Article Figure 1 Figure 2 Figure 3 may2006.tar

BackFire: A Flexible Backup Tool

Robert Sciuk

It is said that systems administration, like flying fighter planes from an aircraft carrier, is 90% boredom interspersed with moments of sheer terror. Okay, I said it, but there is an element of truth to it. To mitigate the panic involved when one's system drive fails and a career-changing moment hangs upon your ability to recover your boss's family photos, I present the evolution of a script, called BackFire, which had its origins as NFS_Backup (see "Backup Scripts from UnixReview.com" in the April 2002 issue of Sys Admin magazine: http://www.samag.com/documents/s=7033/sam0204d/) and has been in production in various incarnations since 1996.

What Is BackFire?

BackFire is a solution for a heterogeneous network backup and is capable of backing up Windows shares, local directories, or Linux, BSD, or proprietary Unix NFS links. More importantly, BackFire was conceived to be extended simply and easily to do much more. Backfire evolved from a simple Bourne shell script and was rewritten in Tcl a few years back. In preparation for this article, BackFire was given a facelift and a graphical administration tool was developed to handle setup and manage the targets.

Why Roll Your Own?

With a number of commercial offerings available, you might wonder what advantages exist in developing your own backup script. A major consideration is cost, but more important is the flexibility to extend the functionality as required -- to essentially "future-proof" your backup solution. In keeping with that idea, I decided to use open source tools wherever possible and to make best use of the machine's offerings. Although tar is used exclusively for archiving the target files, there is no reason why it could not be replaced with cpio, or any other file archiver for that matter; the choice is entirely yours. BackFire and its various predecessors have been in production use for a number of years and have served their role admirably.

A Plethora of Scripting Languages -- Why Tcl/Tk?

In the last decade or so, scripting languages have earned the respect of serious computer jocks, and their proliferation is testament to the popularity of a non-compiled applications. Given the many choices of language (Perl, Python, Ruby, Java, Rexx, etc.), I settled upon a particular favorite of mine, Tcl/Tk. As a student of scripting languages, I had just purchased a book on Ruby, and in the process of learning yet another scripting language, Tcl still had two major advantages to recommend it. First, I've already been through a somewhat thorough learning curve, and the language remains one of the easiest to maintain after six months away from the code.

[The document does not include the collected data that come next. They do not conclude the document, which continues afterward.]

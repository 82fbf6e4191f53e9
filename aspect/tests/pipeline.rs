//! End-to-end runs of the aspect pipeline on synthetic solar frames

use approx::assert_abs_diff_eq;
use aspect::{screen_position, Aspect, AspectCode, AspectConfig, FloatParam, SyntheticScene};
use nalgebra::Point2;
use ndarray::{s, Array2};

fn init_logging() {
    let _ = env_logger::builder().is_test(true).try_init();
}

fn run_scene(aspect: &mut Aspect, scene: &SyntheticScene) -> Result<(), AspectCode> {
    aspect.load_frame(scene.render())?;
    aspect.run()
}

#[test]
fn test_drifting_sun_is_tracked() {
    init_logging();
    let mut aspect = Aspect::new();

    // Slow drift of the disk under a fixed mask
    for step in 0..5 {
        let truth = Point2::new(150.0 + 3.0 * step as f64, 125.0 - 2.0 * step as f64);
        let scene = SyntheticScene {
            center: truth,
            seed: 100 + step,
            ..SyntheticScene::default()
        };
        run_scene(&mut aspect, &scene).unwrap();

        let center = aspect.pixel_center().unwrap();
        assert_abs_diff_eq!(center.x, truth.x, epsilon = 0.3);
        assert_abs_diff_eq!(center.y, truth.y, epsilon = 0.3);
        assert!(aspect.roi().is_some());
    }
}

#[test]
fn test_screen_products_follow_identities() {
    init_logging();
    let scene = SyntheticScene::default();
    let mut aspect = Aspect::new();
    run_scene(&mut aspect, &scene).unwrap();

    let ids = aspect.fiducial_ids().unwrap();
    let screen = aspect.screen_fiducials().unwrap();
    assert_eq!(ids.len(), screen.len());

    for (id, point) in ids.iter().zip(&screen) {
        let expected = screen_position(id.resolved().unwrap());
        // A few tenths of a pixel at ~5.8 screen units per pixel
        assert_abs_diff_eq!(point.x, expected.x, epsilon = 3.0);
        assert_abs_diff_eq!(point.y, expected.y, epsilon = 3.0);
    }

    let pairs = aspect.fiducial_pairs().unwrap();
    assert_eq!(pairs.rows.len(), 6);
    assert_eq!(pairs.cols.len(), 6);
}

#[test]
fn test_twisted_mask() {
    init_logging();
    let scene = SyntheticScene {
        twist_deg: 3.0,
        ..SyntheticScene::default()
    };
    let mut aspect = Aspect::new();
    aspect.set_float(FloatParam::FiducialTwist, 3.0);
    run_scene(&mut aspect, &scene).unwrap();

    let ids = aspect.fiducial_ids().unwrap();
    assert_eq!(ids.len(), 9);
    assert!(ids.iter().all(|id| id.resolved().is_some()));
}

#[test]
fn test_focus_report_sorted() {
    init_logging();
    let mut aspect = Aspect::new();
    run_scene(&mut aspect, &SyntheticScene::default()).unwrap();

    let slopes = aspect.focus_report().unwrap();
    assert!(!slopes.is_empty());
    assert!(slopes.windows(2).all(|w| w[0] >= w[1]));
    // Limb rises from sky to disk over about one pixel
    assert!(slopes[0] > 40.0);
}

#[test]
fn test_circle_refinement() {
    init_logging();
    let config = AspectConfig {
        refine_center_with_circle_fit: true,
        ..AspectConfig::default()
    };
    let scene = SyntheticScene {
        center: Point2::new(171.5, 112.25),
        ..SyntheticScene::default()
    };
    let mut aspect = Aspect::with_config(config);
    run_scene(&mut aspect, &scene).unwrap();

    let center = aspect.pixel_center().unwrap();
    assert_abs_diff_eq!(center.x, 171.5, epsilon = 0.5);
    assert_abs_diff_eq!(center.y, 112.25, epsilon = 0.5);
}

#[test]
fn test_lost_disk_falls_back_to_search() {
    init_logging();
    let mut aspect = Aspect::new();
    run_scene(&mut aspect, &SyntheticScene::default()).unwrap();

    // A frame with no disk: the center stage fails and drops the center
    let mut blank = Array2::from_elem((240, 320), 20u8);
    blank.slice_mut(s![.., 195..205]).fill(200);
    aspect.load_frame(blank).unwrap();
    assert_eq!(aspect.run(), Err(AspectCode::NoLimbCrossings));
    assert!(aspect.pixel_center().is_err());

    // Reappears far from the old region and is found by a full search. Part of
    // the lattice is now off the disk, so later stages may stop short.
    let moved = SyntheticScene {
        center: Point2::new(200.0, 130.0),
        ..SyntheticScene::default()
    };
    if let Err(code) = run_scene(&mut aspect, &moved) {
        assert!(code.better_than(AspectCode::CenterError), "{code}");
    }
    let center = aspect.pixel_center().unwrap();
    assert_abs_diff_eq!(center.x, 200.0, epsilon = 0.3);
    assert_abs_diff_eq!(center.y, 130.0, epsilon = 0.3);
}
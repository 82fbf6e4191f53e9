//! Single-slot frame hand-off between a capture thread and the pipeline.
//!
//! The capture side always overwrites the slot, so the consumer sees only the most
//! recent frame. A frame replaced before it was taken counts as dropped. Taking
//! blocks on a condition variable until a frame arrives, the slot is closed, or the
//! timeout passes.

use std::sync::{Condvar, Mutex, MutexGuard, PoisonError};
use std::time::{Duration, Instant};

use thiserror::Error;

#[derive(Error, Debug, Clone, Copy, PartialEq, Eq)]
pub enum SlotError {
    #[error("timed out waiting for a frame")]
    Timeout,
    #[error("frame slot closed")]
    Closed,
}

struct SlotState<T> {
    frame: Option<T>,
    published: u64,
    dropped: u64,
    closed: bool,
}

pub struct FrameSlot<T> {
    state: Mutex<SlotState<T>>,
    ready: Condvar,
}

impl<T> Default for FrameSlot<T> {
    fn default() -> Self {
        Self::new()
    }
}

impl<T> FrameSlot<T> {
    pub fn new() -> Self {
        Self {
            state: Mutex::new(SlotState {
                frame: None,
                published: 0,
                dropped: 0,
                closed: false,
            }),
            ready: Condvar::new(),
        }
    }

    fn lock(&self) -> MutexGuard<'_, SlotState<T>> {
        self.state.lock().unwrap_or_else(PoisonError::into_inner)
    }

    /// Store `frame`, replacing any frame not yet taken.
    ///
    /// Returns true if an unconsumed frame was dropped.
    pub fn publish(&self, frame: T) -> bool {
        let mut state = self.lock();
        let dropped = state.frame.replace(frame).is_some();
        state.published += 1;
        if dropped {
            state.dropped += 1;
        }
        drop(state);
        self.ready.notify_one();
        dropped
    }

    /// Take the latest frame, waiting up to `timeout` for one to arrive.
    ///
    /// A frame already in the slot is returned even after the slot is closed.
    pub fn take(&self, timeout: Duration) -> Result<T, SlotError> {
        let deadline = Instant::now() + timeout;
        let mut state = self.lock();
        loop {
            if let Some(frame) = state.frame.take() {
                return Ok(frame);
            }
            if state.closed {
                return Err(SlotError::Closed);
            }
            let remaining = deadline.saturating_duration_since(Instant::now());
            if remaining.is_zero() {
                return Err(SlotError::Timeout);
            }
            state = self
                .ready
                .wait_timeout(state, remaining)
                .unwrap_or_else(PoisonError::into_inner)
                .0;
        }
    }

    /// Wake every waiter; later takes fail once the slot is empty
    pub fn close(&self) {
        self.lock().closed = true;
        self.ready.notify_all();
    }

    pub fn published(&self) -> u64 {
        self.lock().published
    }

    pub fn dropped(&self) -> u64 {
        self.lock().dropped
    }
}

#[cfg(test)]
mod tests {
    use super::*;
    use std::sync::Arc;
    use std::thread;

    #[test]
    fn test_latest_frame_wins() {
        let slot = FrameSlot::new();
        assert!(!slot.publish(1));
        assert!(slot.publish(2));
        assert!(slot.publish(3));

        assert_eq!(slot.take(Duration::ZERO), Ok(3));
        assert_eq!(slot.published(), 3);
        assert_eq!(slot.dropped(), 2);
    }

    #[test]
    fn test_empty_slot_times_out() {
        let slot = FrameSlot::<u32>::new();
        let start = Instant::now();
        assert_eq!(slot.take(Duration::from_millis(20)), Err(SlotError::Timeout));
        assert!(start.elapsed() >= Duration::from_millis(20));
    }

    #[test]
    fn test_close_drains_then_fails() {
        let slot = FrameSlot::new();
        slot.publish("last");
        slot.close();
        assert_eq!(slot.take(Duration::ZERO), Ok("last"));
        assert_eq!(slot.take(Duration::from_secs(1)), Err(SlotError::Closed));
    }

    #[test]
    fn test_hand_off_across_threads() {
        let slot = Arc::new(FrameSlot::new());

        let producer = {
            let slot = Arc::clone(&slot);
            thread::spawn(move || {
                for frame in 0..50u32 {
                    slot.publish(frame);
                }
                slot.close();
            })
        };

        let mut received = Vec::new();
        while let Ok(frame) = slot.take(Duration::from_secs(5)) {
            received.push(frame);
        }
        producer.join().unwrap();

        // Frames arrive in order and every frame is either received or dropped
        assert!(received.windows(2).all(|w| w[0] < w[1]));
        assert_eq!(received.len() as u64 + slot.dropped(), 50);
        assert_eq!(received.last(), Some(&49));
    }
}
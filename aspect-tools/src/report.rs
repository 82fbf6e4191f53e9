//! Per-frame summary of everything the pipeline produced.
//!
//! Each product is captured through its gated accessor, so a field is `None`
//! whenever the run did not get far enough to make it trustworthy.

use std::fmt;

use aspect::{Aspect, AspectCode, LatticeIndex};
use serde::Serialize;

#[derive(Debug, Clone, PartialEq, Serialize)]
pub struct FiducialReport {
    pub pixel: [f64; 2],
    pub strength: f64,
    pub id: Option<LatticeIndex>,
    pub screen: Option<[f64; 2]>,
}

#[derive(Debug, Clone, PartialEq, Serialize)]
pub struct FrameReport {
    pub frame: String,
    pub state: AspectCode,
    pub min_max: Option<(u8, u8)>,
    pub limb_points: Option<usize>,
    pub pixel_center: Option<[f64; 2]>,
    pub pixel_error: Option<[f64; 2]>,
    pub fiducials: Vec<FiducialReport>,
    pub mapping: Option<[f64; 4]>,
    pub condition_numbers: Option<[f64; 2]>,
    pub screen_center: Option<[f64; 2]>,
}

impl FrameReport {
    pub fn from_aspect(frame: impl Into<String>, aspect: &Aspect) -> Self {
        let ids = aspect.fiducial_ids().ok();
        let screen = aspect.screen_fiducials().ok();
        let fiducials = aspect
            .pixel_fiducials()
            .map(|candidates| {
                candidates
                    .iter()
                    .enumerate()
                    .map(|(k, c)| FiducialReport {
                        pixel: [c.position.x, c.position.y],
                        strength: c.strength,
                        id: ids.and_then(|ids| ids.get(k)).and_then(|id| id.resolved()),
                        screen: screen.as_ref().and_then(|s| s.get(k)).map(|p| [p.x, p.y]),
                    })
                    .collect()
            })
            .unwrap_or_default();

        Self {
            frame: frame.into(),
            state: aspect.state(),
            min_max: aspect.min_max().ok(),
            limb_points: aspect.limb_crossings().ok().map(|points| points.len()),
            pixel_center: aspect.pixel_center().ok().map(|p| [p.x, p.y]),
            pixel_error: aspect.pixel_error().ok().map(|e| [e.x, e.y]),
            fiducials,
            mapping: aspect.mapping_coefficients().ok(),
            condition_numbers: aspect.condition_numbers().ok(),
            screen_center: aspect.screen_center().ok().map(|p| [p.x, p.y]),
        }
    }
}

impl fmt::Display for FrameReport {
    fn fmt(&self, f: &mut fmt::Formatter) -> fmt::Result {
        writeln!(f, "{}: {}", self.frame, self.state)?;
        if let Some((min, max)) = self.min_max {
            writeln!(f, "  range      {min}..{max}")?;
        }
        if let Some(count) = self.limb_points {
            writeln!(f, "  limb       {count} points")?;
        }
        if let (Some([x, y]), Some([ex, ey])) = (self.pixel_center, self.pixel_error) {
            writeln!(f, "  center     ({x:.2}, {y:.2}) +/- ({ex:.2}, {ey:.2}) px")?;
        }
        for fiducial in &self.fiducials {
            let [x, y] = fiducial.pixel;
            write!(f, "  fiducial   ({x:.2}, {y:.2})")?;
            if let Some(id) = fiducial.id {
                write!(f, " id [{}, {}]", id.row, id.col)?;
            }
            writeln!(f)?;
        }
        if let Some([m0, m1, m2, m3]) = self.mapping {
            writeln!(
                f,
                "  mapping    x = {m0:.3} + {m1:.5} px, y = {m2:.3} + {m3:.5} px"
            )?;
        }
        if let Some([x, y]) = self.screen_center {
            writeln!(f, "  screen     ({x:.2}, {y:.2})")?;
        }
        Ok(())
    }
}

#[cfg(test)]
mod tests {
    use super::*;
    use approx::assert_relative_eq;
    use aspect::SyntheticScene;
    use nalgebra::Point2;

    #[test]
    fn test_report_of_full_run() {
        let mut aspect = Aspect::new();
        aspect.load_frame(SyntheticScene::default().render()).unwrap();
        aspect.run().unwrap();

        let report = FrameReport::from_aspect("synthetic", &aspect);
        assert_eq!(report.state, AspectCode::NoError);
        assert_eq!(report.fiducials.len(), 9);
        assert!(report.fiducials.iter().all(|f| f.id.is_some() && f.screen.is_some()));
        assert!(report.mapping.is_some());

        let json = serde_json::to_value(&report).unwrap();
        assert_eq!(json["state"], "NoError");
        assert_eq!(json["frame"], "synthetic");

        let text = report.to_string();
        assert!(text.starts_with("synthetic: no error"));
        assert!(text.contains("mapping"));
    }

    #[test]
    fn test_report_matches_pipeline_products() {
        let scene = SyntheticScene {
            center: Point2::new(158.5, 121.25),
            ..SyntheticScene::default()
        };
        let mut aspect = Aspect::new();
        aspect.load_frame(scene.render()).unwrap();
        aspect.run().unwrap();
        let report = FrameReport::from_aspect("offset", &aspect);

        let mapping = report.mapping.unwrap();
        for (reported, actual) in mapping.iter().zip(aspect.mapping_coefficients().unwrap()) {
            assert_relative_eq!(*reported, actual);
        }

        let [x, y] = report.pixel_center.unwrap();
        assert_relative_eq!(x, 158.5, epsilon = 0.3);
        assert_relative_eq!(y, 121.25, epsilon = 0.3);

        for fiducial in &report.fiducials {
            let [px, py] = fiducial.pixel;
            let [sx, sy] = fiducial.screen.unwrap();
            let expected = aspect.pixel_to_screen(Point2::new(px, py)).unwrap();
            assert_relative_eq!(sx, expected.x, epsilon = 1e-9);
            assert_relative_eq!(sy, expected.y, epsilon = 1e-9);
        }
    }

    #[test]
    fn test_report_hides_unreached_products() {
        let mut aspect = Aspect::new();
        aspect
            .load_frame(ndarray::Array2::from_elem((64, 64), 9u8))
            .unwrap();
        assert!(aspect.run().is_err());

        let report = FrameReport::from_aspect("flat", &aspect);
        assert_eq!(report.state, AspectCode::MinMaxBad);
        // The range itself is still reported; it is what failed
        assert_eq!(report.min_max, Some((9, 9)));
        assert_eq!(report.limb_points, None);
        assert_eq!(report.pixel_center, None);
        assert!(report.fiducials.is_empty());
        assert_eq!(
            report.to_string(),
            "flat: min/max intensity invalid\n  range      9..9\n"
        );
    }
}
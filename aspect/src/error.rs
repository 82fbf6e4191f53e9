//! Error and state types for the aspect pipeline.
//!
//! The pipeline reports its progress through a single [`AspectCode`]. The codes are
//! totally ordered: a smaller value means the pipeline got further through the frame.
//! Accessors compare the current code against a class threshold (the `*Error`
//! members) to decide whether their data product is still trustworthy.

use serde::{Deserialize, Serialize};
use thiserror::Error;

/// Ordered outcome of the most recent pipeline run.
///
/// Declaration order is load-bearing. Failures of late stages sort before failures
/// of early stages, so "center is valid" is `code < CenterError`, "mapping is valid"
/// is `code < MappingError`, and so on.
#[derive(
    Error, Debug, Clone, Copy, PartialEq, Eq, PartialOrd, Ord, Hash, Serialize, Deserialize,
)]
pub enum AspectCode {
    #[error("no error")]
    NoError,

    /// Class threshold: mapping products are invalid at or above this code
    #[error("mapping error")]
    MappingError,
    #[error("pixel-to-screen mapping is ill-conditioned")]
    MappingIllConditioned,

    /// Class threshold: identities and pairs are invalid at or above this code
    #[error("fiducial identification error")]
    IdError,
    #[error("too few fiducials identified")]
    FewIds,
    #[error("no fiducials identified")]
    NoIds,

    /// Class threshold: pixel fiducials are invalid at or above this code
    #[error("fiducial detection error")]
    FiducialError,
    #[error("too few fiducials found")]
    FewFiducials,
    #[error("no fiducials found")]
    NoFiducials,

    /// Class threshold for the solar region of interest
    #[error("solar image error")]
    SolarImageError,
    #[error("solar image offset out of bounds")]
    SolarImageOffsetOutOfBounds,
    #[error("solar image too small")]
    SolarImageSmall,
    #[error("solar image empty")]
    SolarImageEmpty,

    /// Class threshold: pixel center and error are invalid at or above this code
    #[error("center error")]
    CenterError,
    #[error("center out of bounds")]
    CenterOutOfBounds,
    #[error("center error above limit")]
    CenterErrorLarge,

    /// Class threshold: limb crossings and focus samples are invalid at or above this code
    #[error("limb error")]
    LimbError,
    #[error("too few limb crossings")]
    FewLimbCrossings,
    #[error("no limb crossings")]
    NoLimbCrossings,

    #[error("dynamic range too low")]
    DynamicRangeLow,
    #[error("min/max intensity invalid")]
    MinMaxBad,
    #[error("frame empty")]
    FrameEmpty,
    #[error("no frame has been processed")]
    StaleData,
}

impl AspectCode {
    /// True if the pipeline has progressed further than `threshold`
    pub fn better_than(self, threshold: AspectCode) -> bool {
        self < threshold
    }

    /// Pass when better than `threshold`, otherwise hand back the blocking code
    pub fn gate(self, threshold: AspectCode) -> Result<(), AspectCode> {
        if self.better_than(threshold) {
            Ok(())
        } else {
            Err(self)
        }
    }
}

/// Why a single chord produced no usable pair of limb crossings.
#[derive(Error, Debug, Clone, Copy, PartialEq, Eq)]
pub enum LimbError {
    #[error("no usable limb edge in chord")]
    NoEdge,
    #[error("limb fit produced a non-finite crossing")]
    NonFinite,
    #[error("limb fit crossing fell outside the fit window")]
    OutOfWindow,
}

/// Failures of the least-squares helpers in [`crate::math`].
#[derive(Error, Debug, Clone, PartialEq)]
pub enum FitError {
    #[error("insufficient data: expected at least {expected}, got {got}")]
    InsufficientData { expected: usize, got: usize },
    #[error("length mismatch: x has {x_len} points, y has {y_len}")]
    LengthMismatch { x_len: usize, y_len: usize },
}

/// Failures of the robust circle fit.
#[derive(Error, Debug, Clone, PartialEq)]
pub enum CircleFitError {
    #[error("need at least 3 points for a circle fit, got {0}")]
    TooFewPoints(usize),
    #[error("circle normal equations are singular")]
    Singular,
}

/// Invalid tunable values.
#[derive(Error, Debug, Clone, PartialEq)]
pub enum ConfigError {
    #[error("{name} must be positive, got {value}")]
    NotPositive { name: &'static str, value: f64 },
    #[error("{name} must lie in [0, 1], got {value}")]
    NotFraction { name: &'static str, value: f64 },
    #[error("limb threshold {limb} must be below disk threshold {disk}")]
    ThresholdOrder { limb: f64, disk: f64 },
}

Second, because I suspected that BackFire would be an evolving utility, I fell back to the "devil you know" and have not regretted that decision for an instant.

SQLite: The Database of First Resort

The original NFS_Backup tool was designed to use a flat configuration file to describe the target mount points for backup archive. With the goal of simple extensibility, it was felt that anyone who could use a text editor could make the necessary changes to the .CFG file to add or remove an archive from the nightly run. As BackFire evolved, the .CFG file was retained, but as I approached this article, a long-desired feature came to mind, which was to use an SQL-based database to hold the archive data. As a function of using an SQL database, we have the opportunity to enhance the security of the configuration by extending password protection to include a blowfish encryption algorithm rather than simply relying upon the chmod protections afforded to a configuration script readable only to the superuser.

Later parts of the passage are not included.